The approval for Lynparza was based on the findings of two randomized trials SOLO-2 and Study 19, which assessed it as a maintenance therapy for platinum-sensitive relapsed ovarian cancer.

In both the phase 3 SOLO-2 and the phase Study 19 trials, treatment with Lynparza tablets significantly improved the progression-free survival (PFS) in comparison to placebo.

AstraZeneca executive vice president and oncology business unit head Dave Fredrickson said: “We are proud to bring this important first-in-class treatment to women with platinum-sensitive relapsed ovarian cancer in Japan who currently have very few treatment options.

“The trials show that with Lynparza maintenance therapy, women with ovarian cancer can live longer without their disease worsening and Lynparza is well tolerated.”

Fasenra, which is for use as an add-on treatment for bronchial asthma patients, has been approved for patients who continue to suffer from asthma exacerbations in spite of their treatment with high-dose inhaled corticosteroid and other asthma controllers.

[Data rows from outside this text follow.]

use std::sync::Arc;

use crate::feed::FeedClient;
use crate::settings::Settings;

// Application state shared by all handlers, immutable after startup
#[derive(Clone)]
pub struct AppState {
    pub settings: Arc<Settings>,
    pub client: FeedClient,
}

impl AppState {
    pub fn new(settings: Settings, client: FeedClient) -> Self {
        Self {
            settings: Arc::new(settings),
            client,
        }
    }
}
//! Scripted [`HttpClient`] for tests.

use std::sync::Mutex;

use crate::error::FetchError;
use crate::http::{HttpClient, HttpResponse};

/// A request observed by [`MockClient`].
#[derive(Debug, Clone)]
pub struct RecordedRequest {
    pub url:     String,
    pub headers: Vec<(String, String)>,
}

impl RecordedRequest {
    pub fn header(&self, name: &str) -> Option<&str> {
        self.headers
            .iter()
            .find(|(k, _)| k.eq_ignore_ascii_case(name))
            .map(|(_, v)| v.as_str())
    }
}

/// Replies once with a canned response or error and records every request.
#[derive(Debug)]
pub struct MockClient {
    reply:    Mutex<Option<Result<HttpResponse, FetchError>>>,
    requests: Mutex<Vec<RecordedRequest>>,
}

impl MockClient {
    pub fn respond(response: HttpResponse) -> Self {
        Self::new(Ok(response))
    }

    pub fn fail(error: FetchError) -> Self {
        Self::new(Err(error))
    }

    fn new(reply: Result<HttpResponse, FetchError>) -> Self {
        Self {
            reply:    Mutex::new(Some(reply)),
            requests: Mutex::new(Vec::new()),
        }
    }

    pub fn requests(&self) -> Vec<RecordedRequest> {
        self.requests.lock().unwrap_or_else(|e| e.into_inner()).clone()
    }
}

impl HttpClient for MockClient {
    type Error = FetchError;

    async fn get(&self, url: &str, headers: &[(String, String)]) -> Result<HttpResponse, FetchError> {
        self.requests
            .lock()
            .unwrap_or_else(|e| e.into_inner())
            .push(RecordedRequest {
                url:     url.to_owned(),
                headers: headers.to_vec(),
            });
        self.reply
            .lock()
            .unwrap_or_else(|e| e.into_inner())
            .take()
            .unwrap_or_else(|| Err(FetchError::Network("no scripted reply left".into())))
    }
}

AstraZeneca said that Fasenra will be launched as a fixed-dose subcutaneous injection in a prefilled syringe. The drug has been indicated to be given once every four weeks for the first three doses, and then once every eight weeks thereafter.

Its approval was driven by the findings of the WINDWARD program, including the SIROCCO and CALIMA pivotal phase 3 exacerbation trials and the ZONDA phase 3 oral corticosteroid (OCS)-sparing trial.

AstraZeneca has secured approvals for Lynparza and Fasenra in Japan. Photo: courtesy of AstraZeneca.